Future Perfect: Take a Look at the World’s First 3D-Printed Building

Another man-made wonder in Dubai.  
Art Dubai 3D building
It took 18 people roughly 19 days to build the office of the Dubai Future Foundation, the first fully functional 3D-printed building in the world. Photo: Government of Dubai Media Office/Facebook

In May, the temporary headquarters of the Dubai Future Foundation emerged layer by layer from a 3D printer with a robotic arm made in China. Hello, 21st century.

The office, which comprises many small structures, is fitting for an organisation like Dubai Future Foundation whose mission it is to develop smart technology for the U.A.E., including driverless cars by 2030. It is spread across 2,600 sq.ft. in the gardens of Emirates Towers, a complex in the city’s financial district that has been an architectural icon since it was completed in 2000.

For the Dubai office, the UAE partnered with Winsun Global, a Chinese company that has been using 3D-printing to construct homes. Even the furniture in the office has been 3D printed . The plants, however, are real. Photos: Government of Dubai Media Office/Facebook.

For the Dubai office, the U.A.E. partnered with Winsun Global, a Chinese company that has been using 3D-printing to construct homes. Even the furniture in the office has been 3D printed. The plants, however, are real. Photos: Government of Dubai Media Office/Facebook.

The Dubai office has put 3D printing in the front yard. So far, the technology has been used to create smaller-scaled wonders like designer sunglasses, Nike’s football boots, and medical implants like a transplant jaw. But it is growing every day, and already making inroads in the travel industry. Some Airbus and Boeing planes use 3D-printed parts. In June, Airbus presented the world’s first aircraft that is entirely 3D-printed (except for electrical components)—and can fly. Many consider the windowless, unmanned, mini-plane a beacon for air travel as it lessens fuel consumption and industrial waste, and promises to cut labour and production costs. Airbus estimates that entirely 3D-printed planes could be in the skies by 2050. Meanwhile, NASA is exploring the possibility of 3D-printing food for astronauts in space.

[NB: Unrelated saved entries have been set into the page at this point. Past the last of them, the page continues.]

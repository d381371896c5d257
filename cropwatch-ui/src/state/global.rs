//! Global Application State
//!
//! Reactive state management using Leptos signals, plus the wire records the
//! service exchanges.

use leptos::*;
use serde::{Deserialize, Serialize};

/// One environmental reading from `/api/sensor-data`
#[derive(Clone, Debug, Deserialize, Serialize, PartialEq)]
pub struct SensorReading {
    #[serde(default)]
    pub id: Option<i64>,
    pub temperature: f64,
    pub humidity: f64,
    pub moisture: f64,
    pub ph: f64,
    pub timestamp: String,
}

impl SensorReading {
    /// Reject readings the chart cannot plot
    pub fn validate(&self) -> Result<(), String> {
        let fields = [
            ("temperature", self.temperature),
            ("humidity", self.humidity),
            ("moisture", self.moisture),
            ("ph", self.ph),
        ];
        if let Some((name, _)) = fields.iter().find(|(_, v)| !v.is_finite()) {
            return Err(format!("field '{}' is not a finite number", name));
        }
        if self.timestamp.trim().is_empty() {
            return Err("reading has no timestamp".to_string());
        }
        Ok(())
    }
}

/// Parse a backend timestamp: RFC 3339, or the naive form read as UTC
pub fn parse_timestamp(raw: &str) -> Option<chrono::DateTime<chrono::Utc>> {
    let raw = raw.trim();
    if let Ok(dt) = chrono::DateTime::parse_from_rfc3339(raw) {
        return Some(dt.with_timezone(&chrono::Utc));
    }
    chrono::NaiveDateTime::parse_from_str(raw, "%Y-%m-%dT%H:%M:%S%.f")
        .ok()
        .map(|naive| naive.and_utc())
}

/// Latest values the backend saw, any of which may be missing
#[derive(Clone, Debug, Default, Deserialize, Serialize, PartialEq)]
pub struct SensorSnapshot {
    #[serde(default)]
    pub temperature: Option<f64>,
    #[serde(default)]
    pub humidity: Option<f64>,
    #[serde(default)]
    pub moisture: Option<f64>,
    #[serde(default)]
    pub ph: Option<f64>,
}

/// Health state reported by the backend
#[derive(Clone, Copy, Debug, Deserialize, Serialize, PartialEq, Eq)]
#[serde(rename_all = "lowercase")]
pub enum StatusKind {
    Online,
    Offline,
    Error,
}

impl StatusKind {
    pub fn as_str(&self) -> &'static str {
        match self {
            StatusKind::Online => "online",
            StatusKind::Offline => "offline",
            StatusKind::Error => "error",
        }
    }
}

/// Body of `/api/system-status`
#[derive(Clone, Debug, Deserialize, Serialize, PartialEq)]
pub struct SystemStatus {
    pub status: StatusKind,
    pub message: String,
    pub timestamp: String,
    #[serde(default)]
    pub sensor_status: Option<SensorSnapshot>,
}

/// Closed set of form choices: wire names, labels and serde in one place
macro_rules! choice {
    ($(#[$meta:meta])* $name:ident { $($variant:ident => ($wire:literal, $label:literal)),+ $(,)? }) => {
        $(#[$meta])*
        #[derive(Clone, Copy, Debug, Deserialize, Serialize, PartialEq, Eq)]
        #[serde(rename_all = "snake_case")]
        pub enum $name {
            $($variant),+
        }

        impl $name {
            /// All choices in display order
            pub const ALL: &'static [$name] = &[$($name::$variant),+];

            /// Wire name
            pub fn as_str(&self) -> &'static str {
                match self {
                    $($name::$variant => $wire),+
                }
            }

            pub fn label(&self) -> &'static str {
                match self {
                    $($name::$variant => $label),+
                }
            }

            /// Choice with this wire name
            pub fn from_wire(value: &str) -> Option<Self> {
                Self::ALL.iter().copied().find(|c| c.as_str() == value)
            }
        }
    };
}

choice!(
    /// Soil classification
    SoilType {
        Clay => ("clay", "Clay"),
        Sandy => ("sandy", "Sandy"),
        Loamy => ("loamy", "Loamy"),
        Silt => ("silt", "Silt"),
    }
);

choice!(
    /// Current weather condition
    Weather {
        Sunny => ("sunny", "Sunny"),
        Rainy => ("rainy", "Rainy"),
        Cloudy => ("cloudy", "Cloudy"),
        PartlyCloudy => ("partly_cloudy", "Partly Cloudy"),
    }
);

choice!(
    /// Farm region
    Region {
        North => ("north", "North"),
        South => ("south", "South"),
        East => ("east", "East"),
        West => ("west", "West"),
        Central => ("central", "Central"),
    }
);

/// Body of `POST /api/predict`
#[derive(Clone, Copy, Debug, Serialize, PartialEq, Eq)]
pub struct PredictionRequest {
    pub soil_type: SoilType,
    pub weather: Weather,
    pub region: Region,
}

/// Crop recommendation returned by the service
#[derive(Clone, Debug, Deserialize, Serialize, PartialEq)]
pub struct PredictionResult {
    pub prediction: String,
    pub confidence: f64,
    pub soil_type: SoilType,
    pub weather: Weather,
    pub region: Region,
    pub temperature: f64,
    pub humidity: f64,
    pub moisture: f64,
    pub ph: f64,
}

impl PredictionResult {
    /// Reject results the prediction card cannot show
    pub fn validate(&self) -> Result<(), String> {
        if self.prediction.trim().is_empty() {
            return Err("prediction is empty".to_string());
        }
        if !(0.0..=1.0).contains(&self.confidence) {
            return Err(format!("confidence {} outside [0, 1]", self.confidence));
        }
        Ok(())
    }
}

/// Global application state provided to all components
#[derive(Clone, Copy)]
pub struct GlobalState {
    /// Latest sensor history, replaced on every successful poll
    pub sensor_history: RwSignal<Vec<SensorReading>>,
    /// Latest system status; `None` until the first successful poll
    pub system_status: RwSignal<Option<SystemStatus>>,
    /// Last successful prediction
    pub prediction: RwSignal<Option<PredictionResult>>,
    /// Whether the prediction panel is open
    pub show_prediction: RwSignal<bool>,
    /// Error message to display
    pub error: RwSignal<Option<String>>,
}

/// Provide global state to the component tree
pub fn provide_global_state() {
    let state = GlobalState {
        sensor_history: create_rw_signal(Vec::new()),
        system_status: create_rw_signal(None),
        prediction: create_rw_signal(None),
        show_prediction: create_rw_signal(false),
        error: create_rw_signal(None),
    };

    provide_context(state);
}

impl GlobalState {
    /// Store a prediction and open the panel in the same batch
    pub fn record_prediction(&self, result: PredictionResult) {
        batch(|| {
            self.prediction.set(Some(result));
            self.show_prediction.set(true);
        });
    }

    /// Show an error message (auto-clears after timeout)
    pub fn show_error(&self, message: &str) {
        self.error.set(Some(message.to_string()));

        let error_signal = self.error;
        gloo_timers::callback::Timeout::new(5000, move || {
            error_signal.set(None);
        })
        .forget();
    }
}

#[cfg(test)]
mod tests {
    use super::*;

    fn prediction_json(prediction: &str, confidence: f64) -> String {
        format!(
            r#"{{"prediction": "{}", "confidence": {}, "soil_type": "clay", "weather": "partly_cloudy",
                "region": "north", "temperature": 25.5, "humidity": 60.0, "moisture": 500, "ph": 6.5}}"#,
            prediction, confidence
        )
    }

    #[test]
    fn test_status_accepts_backend_shape() {
        let status: SystemStatus = serde_json::from_str(
            r#"{"id": 3, "timestamp": "2024-03-15T12:00:00", "status": "error",
                "message": "Sensor data is not recent",
                "sensor_status": {"temperature": null, "humidity": 60.0, "moisture": null, "ph": null}}"#,
        )
        .unwrap();

        assert_eq!(status.status, StatusKind::Error);
        assert_eq!(status.sensor_status.unwrap().humidity, Some(60.0));
    }

    #[test]
    fn test_unknown_status_rejected() {
        let json = r#"{"status": "degraded", "message": "", "timestamp": "2024-03-15T12:00:00"}"#;
        assert!(serde_json::from_str::<SystemStatus>(json).is_err());
    }

    #[test]
    fn test_request_wire_shape() {
        let request = PredictionRequest {
            soil_type: SoilType::Clay,
            weather: Weather::PartlyCloudy,
            region: Region::North,
        };
        assert_eq!(
            serde_json::to_value(request).unwrap(),
            serde_json::json!({"soil_type": "clay", "weather": "partly_cloudy", "region": "north"})
        );
    }

    #[test]
    fn test_prediction_validation() {
        let ok: PredictionResult = serde_json::from_str(&prediction_json("rice", 0.87)).unwrap();
        assert_eq!(ok.weather, Weather::PartlyCloudy);
        assert!(ok.validate().is_ok());

        let empty: PredictionResult = serde_json::from_str(&prediction_json("  ", 0.87)).unwrap();
        assert_eq!(empty.validate().unwrap_err(), "prediction is empty");

        let over: PredictionResult = serde_json::from_str(&prediction_json("rice", 1.5)).unwrap();
        assert!(over.validate().unwrap_err().contains("1.5"));

        let gravel = prediction_json("rice", 0.5).replace("clay", "gravel");
        assert!(serde_json::from_str::<PredictionResult>(&gravel).is_err());
    }

    #[test]
    fn test_reading_validation() {
        let mut reading = SensorReading {
            id: None,
            temperature: 25.5,
            humidity: 60.0,
            moisture: 500.0,
            ph: 6.5,
            timestamp: "2024-03-15T12:00:00".to_string(),
        };
        assert!(reading.validate().is_ok());

        reading.ph = f64::NAN;
        assert!(reading.validate().unwrap_err().contains("ph"));

        reading.ph = 6.5;
        reading.timestamp = " ".to_string();
        assert!(reading.validate().is_err());
    }

    #[test]
    fn test_parse_timestamp_forms() {
        let rfc = parse_timestamp("2024-03-15T12:00:00Z").unwrap();
        let naive = parse_timestamp("2024-03-15T12:00:00.000000").unwrap();
        assert_eq!(rfc, naive);
        assert!(parse_timestamp("bogus").is_none());
    }

    #[test]
    fn test_choice_wire_names() {
        assert_eq!(Weather::from_wire("partly_cloudy"), Some(Weather::PartlyCloudy));
        assert_eq!(Region::from_wire("Central"), None);
        assert_eq!(SoilType::ALL.len(), 4);
        assert_eq!(Region::Central.label(), "Central");
    }
}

Dubai Future Foundation’s office (and the furniture within) was cranked out in thin strips by a printer that measured 20ft high, 120ft long, and 40ft wide. It was made using a mix of cement and construction material designed in the U.A.E. and the US. Most significantly, it is the first fully functional building of its kind, and the prototype of the Dubai’s architectural future. The Ruler of Dubai Sheikh Mohammed bin Rashid Al Maktoum announced the emirate’s plans to have 25 per cent of Dubai’s construction 3D-printed by 2030.

Dubai Future Foundation’s office took just 19 days to set up and shaved off an estimated 50 per cent of the labour cost for the office—magic numbers for this desert paradise of man-made marvels.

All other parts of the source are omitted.